Since the time of the Desert Fathers and Mothers, when the Christian monastic movement began, there have been many ways of expressing the monastic archetype. Even in the Desert there were anchorites, hermits and coenobites. The Desert wisdom also knew that the monastic archetype dwells in each human soul as that which orientates us to seek God “before everything else”. For the monk the archetype takes a visible expression in what we call the monastic life – a life that received its great expression in the Rule of St Benedict. But those working in the world can no less be in touch with the power of this archetype and form a special bond and community with those living in monasteries. The oblate expresses this bond in the monastic archetype by uniting monk and lay person in a way that is especially powerful and necessary today.
If there are different kinds of monks it is not surprising that we find new forms of oblation developing today to respond to the particular spiritual needs of our time.
Thirty years ago John Main received the first oblates of a small monastic community he had started with a special emphasis on the practice and teaching of meditation. He saw his experiment as a restoration of the essential link between the traditional form of monastic prayer in the Divine Office and the oratio pura as taught by Cassian whom St Benedict points us towards at the end of his Rule.
Monastic life today is in crisis and is seeking new forms of serving the Kingdom of God through the Church. The insight of John Main that ‘meditation (oratio pura) creates community’ is proving to be of great relevance to this search. It is impossible that the monastic charism will die and therefore it is inevitable that it will take new forms.
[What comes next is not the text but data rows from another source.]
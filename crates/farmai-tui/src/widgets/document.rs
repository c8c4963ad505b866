// Form screens: wizard steps, the consulting plan and the final report.
//
// The editable part is the screen's `Form`; this module adds the step
// progress line above the wizard and the session list beside the final
// report.

use ratatui::layout::{Constraint, Direction, Layout, Rect};
use ratatui::style::{Color, Modifier, Style};
use ratatui::text::{Line, Span};
use ratatui::widgets::{Block, Borders, Paragraph};
use ratatui::Frame;

use farmai_core::session::{round_number, ConsultingSession};
use farmai_core::wizard::DataStep;

use super::consulting::status_color;
use super::form_view;
use crate::layout::split_side;
use crate::ViewState;

pub fn render_step(frame: &mut Frame, area: Rect, step: DataStep, state: &ViewState) {
    let rows = Layout::default()
        .direction(Direction::Vertical)
        .constraints([Constraint::Length(1), Constraint::Min(3)])
        .split(area);

    frame.render_widget(Paragraph::new(step_progress(step)), rows[0]);
    render_form(frame, rows[1], state);
}

/// `1 Environment > 2 Irrigation > ...` with completed, current and
/// upcoming steps styled differently.
pub fn step_progress(current: DataStep) -> Line<'static> {
    let mut spans = Vec::new();
    for (i, step) in DataStep::ALL.iter().enumerate() {
        if i > 0 {
            spans.push(Span::styled(" > ", Style::default().fg(Color::DarkGray)));
        }
        let style = match step.number().cmp(&current.number()) {
            std::cmp::Ordering::Less => Style::default().fg(Color::Green),
            std::cmp::Ordering::Equal => Style::default()
                .fg(Color::Black)
                .bg(Color::Yellow)
                .add_modifier(Modifier::BOLD),
            std::cmp::Ordering::Greater => Style::default().fg(Color::Gray),
        };
        spans.push(Span::styled(
            format!("{} {}", step.number(), step.title()),
            style,
        ));
    }
    Line::from(spans)
}

pub fn render_plan(frame: &mut Frame, area: Rect, state: &ViewState) {
    render_form(frame, area, state);
}

pub fn render_final_report(
    frame: &mut Frame,
    area: Rect,
    sessions: &[ConsultingSession],
    state: &ViewState,
) {
    let (main, side) = split_side(area, 70);
    render_form(frame, main, state);

    let mut lines: Vec<Line> = sessions
        .iter()
        .enumerate()
        .map(|(i, s)| {
            Line::from(vec![
                Span::raw(format!("#{} {} ", round_number(i, sessions.len()), s.visit_date)),
                Span::styled(s.status.label(), Style::default().fg(status_color(s.status))),
            ])
        })
        .collect();
    if lines.is_empty() {
        lines.push(Line::from(Span::styled(
            "No sessions recorded.",
            Style::default().fg(Color::DarkGray),
        )));
    }

    let paragraph = Paragraph::new(lines).block(
        Block::default()
            .borders(Borders::ALL)
            .title(format!(" Sessions ({}) ", sessions.len())),
    );
    frame.render_widget(paragraph, side);
}

fn render_form(frame: &mut Frame, area: Rect, state: &ViewState) {
    match state.form.as_ref().filter(|f| !f.is_modal()) {
        Some(form) => form_view::render(frame, area, form),
        None => frame.render_widget(Block::default().borders(Borders::ALL), area),
    }
}

#[cfg(test)]
mod tests {
    use super::*;
    use crate::apply_ui_update;
    use crate::test_support::{buffer_text, farm, session};
    use farmai_app::protocol::{ScreenData, UiUpdate};
    use farmai_app::route::Route;
    use farmai_core::plan::FinalReport;

    #[test]
    fn progress_marks_current_step() {
        let line = step_progress(DataStep::Growth);
        let current = line
            .spans
            .iter()
            .find(|s| s.content.contains("Growth"))
            .unwrap();
        assert!(current.style.add_modifier.contains(Modifier::BOLD));
        let done = line
            .spans
            .iter()
            .find(|s| s.content.contains("Environment"))
            .unwrap();
        assert_eq!(done.style.fg, Some(Color::Green));
    }

    #[test]
    fn final_report_lists_sessions() {
        let mut state = ViewState::default();
        let sessions = vec![session("c1", 2)];
        apply_ui_update(
            &mut state,
            UiUpdate::Screen {
                route: Route::FinalReport {
                    farm_id: "f1".into(),
                },
                data: Box::new(ScreenData::FinalReport {
                    farm: farm(),
                    sessions: sessions.clone(),
                    report: FinalReport::default(),
                }),
            },
        );
        let backend = ratatui::backend::TestBackend::new(120, 30);
        let mut terminal = ratatui::Terminal::new(backend).unwrap();
        terminal
            .draw(|frame| render_final_report(frame, frame.area(), &sessions, &state))
            .unwrap();
        let text = buffer_text(terminal.backend().buffer());
        assert!(text.contains("#1 2025-03-02"));
        assert!(text.contains("Final report"));
    }
}
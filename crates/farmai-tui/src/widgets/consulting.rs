// Consulting hub: farm card, session history and plan summary.
//
// Left: sessions table (Round, Visit date, Status), newest first.
// Right: farm details and the consulting plan at a glance.

use chrono::NaiveDate;
use ratatui::layout::{Constraint, Rect};
use ratatui::style::{Color, Modifier, Style};
use ratatui::text::Line;
use ratatui::widgets::{Block, Borders, Cell, Paragraph, Row, Table, TableState, Wrap};
use ratatui::Frame;

use farmai_core::farm::Farm;
use farmai_core::plan::ConsultingPlan;
use farmai_core::session::{round_number, ConsultingSession, SessionStatus};

use super::farm_list::format_size;
use super::{heading, labeled};
use crate::layout::split_side;

pub struct ConsultingView<'a> {
    pub farm: &'a Farm,
    pub sessions: &'a [ConsultingSession],
    pub consulting_date: Option<NaiveDate>,
    pub plan: Option<&'a ConsultingPlan>,
    pub selected: usize,
}

pub fn render(frame: &mut Frame, area: Rect, view: ConsultingView<'_>) {
    let (main, side) = split_side(area, 60);
    render_sessions(frame, main, view.sessions, view.selected);
    render_side(frame, side, &view);
}

fn render_sessions(frame: &mut Frame, area: Rect, sessions: &[ConsultingSession], selected: usize) {
    let block = Block::default()
        .borders(Borders::ALL)
        .title(format!(" Sessions ({}) ", sessions.len()));

    if sessions.is_empty() {
        let paragraph = Paragraph::new("No sessions yet. Press s to start consulting.")
            .style(Style::default().fg(Color::DarkGray))
            .block(block);
        frame.render_widget(paragraph, area);
        return;
    }

    let header = Row::new(vec![
        Cell::from("Round"),
        Cell::from("Visit date"),
        Cell::from("Status"),
    ])
    .style(
        Style::default()
            .fg(Color::White)
            .add_modifier(Modifier::BOLD),
    );

    let rows: Vec<Row> = sessions
        .iter()
        .enumerate()
        .map(|(i, s)| {
            Row::new(vec![
                Cell::from(format!("#{}", round_number(i, sessions.len()))),
                Cell::from(s.visit_date.to_string()),
                Cell::from(s.status.label()).style(Style::default().fg(status_color(s.status))),
            ])
        })
        .collect();

    let widths = [
        Constraint::Length(7),
        Constraint::Length(12),
        Constraint::Min(10),
    ];

    let table = Table::new(rows, widths)
        .header(header)
        .block(block)
        .row_highlight_style(Style::default().bg(Color::DarkGray))
        .highlight_symbol(">> ");

    let mut table_state = TableState::default().with_selected(Some(selected));
    frame.render_stateful_widget(table, area, &mut table_state);
}

pub fn status_color(status: SessionStatus) -> Color {
    match status {
        SessionStatus::Diagnosis => Color::Yellow,
        SessionStatus::Analysis => Color::Cyan,
        SessionStatus::Solution => Color::Green,
    }
}

fn render_side(frame: &mut Frame, area: Rect, view: &ConsultingView<'_>) {
    let farm = view.farm;
    let mut lines = vec![
        heading(farm.name.clone()),
        labeled("Location", farm.location.clone()),
        labeled("Owner", farm.owner_name.clone()),
        labeled("Size", format_size(farm.size)),
        labeled("Crop", farm.crop.clone().unwrap_or_else(|| "-".to_string())),
        labeled(
            "Consulting date",
            view.consulting_date
                .map_or_else(|| "-".to_string(), |d| d.to_string()),
        ),
        Line::from(""),
        heading("Plan"),
    ];

    match view.plan {
        Some(plan) => {
            let period = match plan.end_date {
                Some(end) => format!("{} to {end}", plan.start_date),
                None => format!("from {}", plan.start_date),
            };
            lines.push(labeled(
                "Sessions",
                format!("{} of {} planned", view.sessions.len(), plan.total_sessions),
            ));
            lines.push(labeled("Period", period));
            if !plan.objectives.trim().is_empty() {
                lines.push(labeled("Objectives", plan.objectives.clone()));
            }
        }
        None => lines.push(Line::from("  No plan yet. Press p to write one.")),
    }

    let paragraph = Paragraph::new(lines)
        .block(Block::default().borders(Borders::ALL).title(" Farm "))
        .wrap(Wrap { trim: false });
    frame.render_widget(paragraph, area);
}

#[cfg(test)]
mod tests {
    use super::*;
    use crate::test_support::{buffer_text, farm, session};

    #[test]
    fn sessions_are_numbered_oldest_first() {
        let backend = ratatui::backend::TestBackend::new(100, 12);
        let mut terminal = ratatui::Terminal::new(backend).unwrap();
        let farm = farm();
        let sessions = vec![session("c2", 9), session("c1", 2)];
        terminal
            .draw(|frame| {
                render(
                    frame,
                    frame.area(),
                    ConsultingView {
                        farm: &farm,
                        sessions: &sessions,
                        consulting_date: None,
                        plan: None,
                        selected: 0,
                    },
                )
            })
            .unwrap();
        let text = buffer_text(terminal.backend().buffer());
        let newest = text.find("2025-03-09").unwrap();
        let oldest = text.find("2025-03-02").unwrap();
        assert!(newest < oldest);
        assert!(text.contains("#2"));
        assert!(text.contains("#1"));
        assert!(text.contains("No plan yet"));
    }

    #[test]
    fn plan_summary_counts_sessions() {
        let backend = ratatui::backend::TestBackend::new(100, 14);
        let mut terminal = ratatui::Terminal::new(backend).unwrap();
        let farm = farm();
        let sessions = vec![session("c1", 2)];
        let plan = ConsultingPlan::new_default(0, NaiveDate::from_ymd_opt(2025, 3, 1).unwrap());
        terminal
            .draw(|frame| {
                render(
                    frame,
                    frame.area(),
                    ConsultingView {
                        farm: &farm,
                        sessions: &sessions,
                        consulting_date: NaiveDate::from_ymd_opt(2025, 3, 2),
                        plan: Some(&plan),
                        selected: 0,
                    },
                )
            })
            .unwrap();
        let text = buffer_text(terminal.backend().buffer());
        assert!(text.contains(&format!("1 of {} planned", plan.total_sessions)));
    }
}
This must include a more flexible and less legalistic approach to monastic commitment and it will place less emphasis on the clerical aspect of the monastic vocation as it has developed in the western tradition. As Bede Griffiths once said “every Benedictine monastery must be a centre of contemplation”.
In my life as a monk for the past thirty years I have come to believe firmly in the future of Oblates. I feel that new kinds of Benedictine oblates will help develop the new forms of monasticism that our world needs in order to find the spiritual depth from which alone we can respond to our overwhelming problems. The oblates of The World Community for Christian Meditation offer one example of how a new wineskin for the perennial new wine of monasticism can be developed. They do not ‘belong’ to one particular physical monastery and so form a global ‘monastery without walls’. This represents a variation on the idea of Stabilitas but one that can speak powerfully to people’s experience of community in the 21st century without in the least diminishing the value of physical stability.
They are men and women, spread through many parts of the world, committed to a regular practice of contemplative prayer which they integrate with the opus dei and the vows of St Benedict. Like all Christian contemplatives they are conscious of their silent presence at the heart of the church and their love for the world radiates from this centredness in the Body of Christ. Many lead meditation groups, in schools, churches, prisons and hospitals. Others are involved in teaching children to integrate the contemplative dimension of prayer at an early stage of their spiritual journey. Others specialise in interfaith dialogue and in work for unity and peace in our fragmented and violent world. Some of our younger oblates are now choosing to serve their novitiate as a year of fulltime service and study which becomes a special kind of spiritual formation for their future vocation in life.
The characteristic Benedictine tradition of tolerance and inclusion, of balanced diversity and stable yet radical openness to conversion is needed today more than ever before. A new manifestation of the spirit of St Benedict is demanded by our times. No one program or group can achieve this as it is the work of Wisdom itself but the Benedictine Oblate has an increasingly important role to play in this contemporary evolution of a great tradition.